### RECORDS SHOWN ###

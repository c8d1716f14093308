// SPDX-License-Identifier: Apache-2.0 OR MIT
// Copyright (c) 2025-2026 naskel.com

//! Simulated SMARTbox, including the command envelope and the
//! rapid-sampling buffer.

use std::collections::{BTreeMap, BTreeSet};
use std::time::{Duration, Instant};

use flate2::Crc;

use crate::command::envelope::{
    BUFFER_LEN, COMMAND_OFFSET, REG_COMMAND, REG_CRC_HIGH, REG_CRC_LOW, REG_RESULT,
    REG_SAMPLE_INFO,
};
use crate::device::registers::{self, Field};
use crate::transport::RegisterView;

use super::fndh::SimPort;
use super::{apply_desire_bits, SimDevice};

/// Commands that carry a CRC-protected payload buffer.
const PAYLOAD_COMMANDS: [u16; 6] = [1, 2, 3, 4, 5, 7];

struct SampleJob {
    reglist: Vec<u16>,
    data: Vec<u16>,
}

/// A simulated SMARTbox serving register map revision 1.
pub struct SimSmartBox {
    /// Modbus station address.
    pub modbus_address: u8,
    /// Map revision reported in register 1 (bench knob for pinning tests).
    pub mbrv: u16,
    /// System status code register value (starts UNINITIALISED).
    pub status: u16,
    /// SYS_LIGHTS register value.
    pub lights: u16,
    /// The twelve FEM ports.
    pub ports: [SimPort; 12],
    /// Heard from the MCCS at all.
    pub online: bool,
    /// Every envelope command executed, in order.
    pub commands: Vec<u16>,
    /// Chunk count carried by the last VERIFY.
    pub verify_chunk_count: Option<u32>,
    /// WRITE_SEGMENT commands accepted since the last ERASE.
    pub write_segment_count: u32,
    /// The raw threshold block most recently written (80 words).
    pub accepted_thresholds: Option<Vec<u16>>,
    /// Capacity of the simulated sample buffer, in words.
    pub sample_buffer_words: u16,
    /// How many port-state block writes have landed.
    pub port_state_writes: u32,
    /// The port words carried by the most recent port-state write.
    pub last_port_words: Option<Vec<u16>>,
    /// Ports (1-based) that received a breaker-reset bit, in write order.
    pub breaker_resets: Vec<u8>,
    chipid: [u8; 16],
    boot_delay: Duration,
    powered_at: Option<Instant>,
    cmd_regs: BTreeMap<u16, u16>,
    sample: Option<SampleJob>,
}

impl SimSmartBox {
    /// A powered, booted, uninitialised SMARTbox.
    #[must_use]
    pub fn new(modbus_address: u8) -> Self {
        let mut chipid = *b"SBOX-SIM-0000000";
        chipid[15] = b'0' + modbus_address % 10;
        SimSmartBox {
            modbus_address,
            mbrv: 1,
            status: 4,
            lights: 0,
            ports: [SimPort::default(); 12],
            online: false,
            commands: Vec::new(),
            verify_chunk_count: None,
            write_segment_count: 0,
            accepted_thresholds: None,
            sample_buffer_words: 200,
            port_state_writes: 0,
            last_port_words: None,
            breaker_resets: Vec::new(),
            chipid,
            boot_delay: Duration::ZERO,
            powered_at: Some(Instant::now()),
            cmd_regs: BTreeMap::new(),
            sample: None,
        }
    }

    /// Boot this long after power arrives before answering the bus.
    #[must_use]
    pub fn with_boot_delay(mut self, delay: Duration) -> Self {
        self.boot_delay = delay;
        self
    }

    /// Apply or remove power. Removing power cold-boots the box: next
    /// power-up it comes back UNINITIALISED after the boot delay.
    pub fn set_powered(&mut self, on: bool) {
        match (on, self.powered_at) {
            (true, None) => self.powered_at = Some(Instant::now()),
            (false, Some(_)) => {
                self.powered_at = None;
                self.status = 4;
                self.online = false;
            }
            _ => {}
        }
    }

    fn uptime(&self) -> u32 {
        self.powered_at
            .map(|t| t.elapsed().saturating_sub(self.boot_delay))
            .map_or(0, |d| d.as_secs() as u32)
    }

    fn recompute_power(&mut self) {
        let healthy = self.status == 0 || self.status == 1;
        let online = self.online;
        for port in &mut self.ports {
            let wanted = (online && port.desire_online)
                || (!online && port.desire_offline)
                || port.forced_on;
            port.power = healthy && wanted && !port.forced_off;
        }
    }

    fn port_state_word(&self, port: &SimPort) -> u16 {
        let healthy = self.status == 0 || self.status == 1;
        let mut word = 0u16;
        if healthy {
            word |= 1 << 15;
        }
        if self.online {
            word |= 1 << 14;
        }
        word |= (0b10 | u16::from(port.desire_online)) << 12;
        word |= (0b10 | u16::from(port.desire_offline)) << 10;
        let override_bits: u16 = if port.forced_off {
            0b10
        } else if port.forced_on {
            0b11
        } else {
            0b01
        };
        word |= override_bits << 8;
        if port.power {
            word |= 1 << 6;
        }
        word
    }

    // ------------------------------------------------------------------
    // Command envelope
    // ------------------------------------------------------------------

    /// Reassemble the 246-byte buffer image from the written registers.
    fn buffer_image(&self) -> [u8; BUFFER_LEN] {
        let mut buf = [0u8; BUFFER_LEN];
        for i in 0..(COMMAND_OFFSET / 2) {
            let word = self.cmd_regs.get(&(10003 + i as u16)).copied().unwrap_or(0);
            buf[i * 2] = (word & 0xFF) as u8;
            buf[i * 2 + 1] = (word >> 8) as u8;
        }
        buf[COMMAND_OFFSET] =
            (self.cmd_regs.get(&REG_COMMAND).copied().unwrap_or(0) & 0xFF) as u8;
        buf
    }

    fn buffer_crc_matches(&self) -> bool {
        let mut crc = Crc::new();
        crc.update(&self.buffer_image());
        let local = crc.sum();
        let low = self.cmd_regs.get(&REG_CRC_LOW).copied().unwrap_or(0);
        let high = self.cmd_regs.get(&REG_CRC_HIGH).copied().unwrap_or(0);
        local == (u32::from(high) << 16) | u32::from(low)
    }

    fn execute_command(&mut self, command: u16) {
        self.commands.push(command);
        let result = self.run_command(command);
        self.cmd_regs.insert(REG_RESULT, result);
        // The buffer is consumed by the command; a fresh one starts zeroed.
        if PAYLOAD_COMMANDS.contains(&command) {
            for reg in 10003..REG_COMMAND {
                self.cmd_regs.remove(&reg);
            }
        }
    }

    fn run_command(&mut self, command: u16) -> u16 {
        if PAYLOAD_COMMANDS.contains(&command) && !self.buffer_crc_matches() {
            return 2; // CRC_ERROR
        }
        let buf = self.buffer_image();
        match command {
            1 => {
                self.write_segment_count = 0;
                0
            }
            2 => {
                self.write_segment_count += 1;
                0
            }
            3 => {
                let expected = u32::from(buf[4])
                    | (u32::from(buf[5]) << 8)
                    | (u32::from(buf[6]) << 16)
                    | (u32::from(buf[7]) << 24);
                self.verify_chunk_count = Some(expected);
                u16::from(expected != self.write_segment_count)
            }
            4 => 0,
            5 => {
                self.status = 4;
                0
            }
            7 => {
                let count = usize::from(buf[4]) | (usize::from(buf[5]) << 8);
                let reglist: Vec<u16> = (0..count)
                    .map(|i| u16::from(buf[6 + i * 2]) | (u16::from(buf[7 + i * 2]) << 8))
                    .collect();
                if reglist.is_empty() {
                    return 1;
                }
                let sets = self.sample_buffer_words as usize / reglist.len();
                let mut data = Vec::with_capacity(sets * reglist.len());
                for set in 0..sets {
                    for (i, &regnum) in reglist.iter().enumerate() {
                        data.push(regnum.wrapping_mul(7).wrapping_add((set * 3 + i) as u16));
                    }
                }
                self.sample = Some(SampleJob { reglist, data });
                0
            }
            8 => 0,
            9 => {
                let state = u16::from(self.sample.is_some());
                self.cmd_regs.insert(REG_SAMPLE_INFO, state);
                0
            }
            10 => {
                self.cmd_regs.insert(REG_SAMPLE_INFO, self.sample_buffer_words);
                0
            }
            11 => self.serve_sample_read(),
            12 => {
                let sets = self
                    .sample
                    .as_ref()
                    .map_or(0, |job| job.data.len() / job.reglist.len());
                self.cmd_regs.insert(REG_SAMPLE_INFO, sets as u16);
                0
            }
            _ => 3, // UNKNOWN_COMMAND
        }
    }

    /// Stage a SAMPLE_READ reply block: echo words, data, then the CRC
    /// over the echo + data region.
    fn serve_sample_read(&mut self) -> u16 {
        let start = self.cmd_regs.get(&(REG_COMMAND - 2)).copied().unwrap_or(0) as usize;
        let count = self.cmd_regs.get(&(REG_COMMAND - 1)).copied().unwrap_or(0) as usize;
        let Some(job) = &self.sample else { return 1 };
        if start + count > job.data.len() || count > 100 {
            return 1;
        }
        let data: Vec<u16> = job.data[start..start + count].to_vec();

        self.cmd_regs.insert(10003, start as u16);
        self.cmd_regs.insert(10004, count as u16);
        let mut bytes = Vec::with_capacity((2 + count) * 2);
        for word in [start as u16, count as u16].iter().chain(data.iter()) {
            bytes.push((word & 0xFF) as u8);
            bytes.push((word >> 8) as u8);
        }
        for (i, &word) in data.iter().enumerate() {
            self.cmd_regs.insert(10005 + i as u16, word);
        }
        let mut crc = Crc::new();
        crc.update(&bytes);
        let sum = crc.sum();
        self.cmd_regs.insert(REG_CRC_LOW, (sum & 0xFFFF) as u16);
        self.cmd_regs.insert(REG_CRC_HIGH, (sum >> 16) as u16);
        0
    }
}

impl SimDevice for SimSmartBox {
    fn address(&self) -> u8 {
        self.modbus_address
    }

    fn responds(&self) -> bool {
        self.powered_at.is_some_and(|t| t.elapsed() >= self.boot_delay)
    }

    fn build_view(&mut self) -> RegisterView {
        self.recompute_power();
        let mut view = RegisterView::new();
        for def in registers::SMARTBOX_POLL_1 {
            match def.field {
                Field::Mbrv => view.insert(def.number, self.mbrv),
                Field::PcbRev => view.insert(def.number, 1),
                Field::CpuId => view.insert_run(def.number, &[0x0001, 0x86A1]),
                Field::ChipId => {
                    let words: Vec<u16> = self
                        .chipid
                        .chunks_exact(2)
                        .map(|p| (u16::from(p[0]) << 8) | u16::from(p[1]))
                        .collect();
                    view.insert_run(def.number, &words);
                }
                Field::FirmwareVersion => view.insert(def.number, 1),
                Field::Uptime => {
                    let uptime = self.uptime();
                    view.insert_run(def.number, &[(uptime >> 16) as u16, (uptime & 0xFFFF) as u16]);
                }
                Field::AddressEcho => view.insert(def.number, u16::from(self.modbus_address)),
                Field::Incoming48V => view.insert(def.number, 4790),
                Field::Psu5V => view.insert(def.number, 510),
                Field::PsuTemp => view.insert(def.number, 4500),
                Field::PcbTemp => view.insert(def.number, 3800),
                Field::OutsideTemp => view.insert(def.number, 3400),
                Field::Status => view.insert(def.number, self.status),
                Field::Lights => view.insert(def.number, self.lights),
                Field::SenseTemp(n) => view.insert(def.number, 1500 + u16::from(n)),
                Field::PortState(n) => {
                    let word = self.port_state_word(&self.ports[(n - 1) as usize]);
                    view.insert(def.number, word);
                }
                Field::PortCurrent(n) => {
                    let on = self.ports[(n - 1) as usize].power;
                    view.insert(def.number, if on { 50 } else { 0 });
                }
                _ => {}
            }
        }
        // Threshold registers accept writes and read back zero.
        for regnum in 1001..=1080u16 {
            view.insert(regnum, 0);
        }
        // Command envelope registers.
        for regnum in REG_CRC_LOW..=REG_SAMPLE_INFO {
            view.insert(regnum, self.cmd_regs.get(&regnum).copied().unwrap_or(0));
        }
        view
    }

    fn apply(&mut self, view: &RegisterView, read: &BTreeSet<u16>, written: &BTreeSet<u16>) {
        if !read.is_empty() || !written.is_empty() {
            self.online = true;
        }

        let mut port_words: Vec<u16> = Vec::new();
        for def in registers::SMARTBOX_POLL_1 {
            if let Field::PortState(n) = def.field {
                if written.contains(&def.number) {
                    let Some(word) = view.get(def.number) else { continue };
                    port_words.push(word);
                    if word & 0x0080 != 0 {
                        self.breaker_resets.push(n);
                    }
                    let port = &mut self.ports[(n - 1) as usize];
                    apply_desire_bits(&mut port.desire_online, word, 12);
                    apply_desire_bits(&mut port.desire_offline, word, 10);
                    match (word >> 8) & 0b11 {
                        0b01 => {
                            port.forced_on = false;
                            port.forced_off = false;
                        }
                        0b10 => {
                            port.forced_on = false;
                            port.forced_off = true;
                        }
                        0b11 => {
                            port.forced_on = true;
                            port.forced_off = false;
                        }
                        _ => {}
                    }
                }
            } else if def.field == Field::Status && written.contains(&def.number) {
                self.status = 0;
            } else if def.field == Field::Lights && written.contains(&def.number) {
                self.lights = view.get(def.number).unwrap_or(0);
            }
        }

        if !port_words.is_empty() {
            self.port_state_writes += 1;
            self.last_port_words = Some(port_words);
        }

        if written.iter().any(|r| (1001..=1080).contains(r)) {
            let block: Vec<u16> = (1001..=1080u16).map(|r| view.get(r).unwrap_or(0)).collect();
            self.accepted_thresholds = Some(block);
        }

        for &regnum in written.iter().filter(|r| (REG_CRC_LOW..=REG_SAMPLE_INFO).contains(r)) {
            if let Some(value) = view.get(regnum) {
                self.cmd_regs.insert(regnum, value);
            }
        }
        if written.contains(&REG_COMMAND) {
            let command = view.get(REG_COMMAND).unwrap_or(0);
            self.execute_command(command);
        }

        self.recompute_power();
    }
}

###

- DIRECTIONS
Please retype exactly the line containing "self.execute_command(command);" and each line after it to the end of the records, and nothing more.

- EXPECTED OUTPUT
            self.execute_command(command);
        }

        self.recompute_power();
    }
}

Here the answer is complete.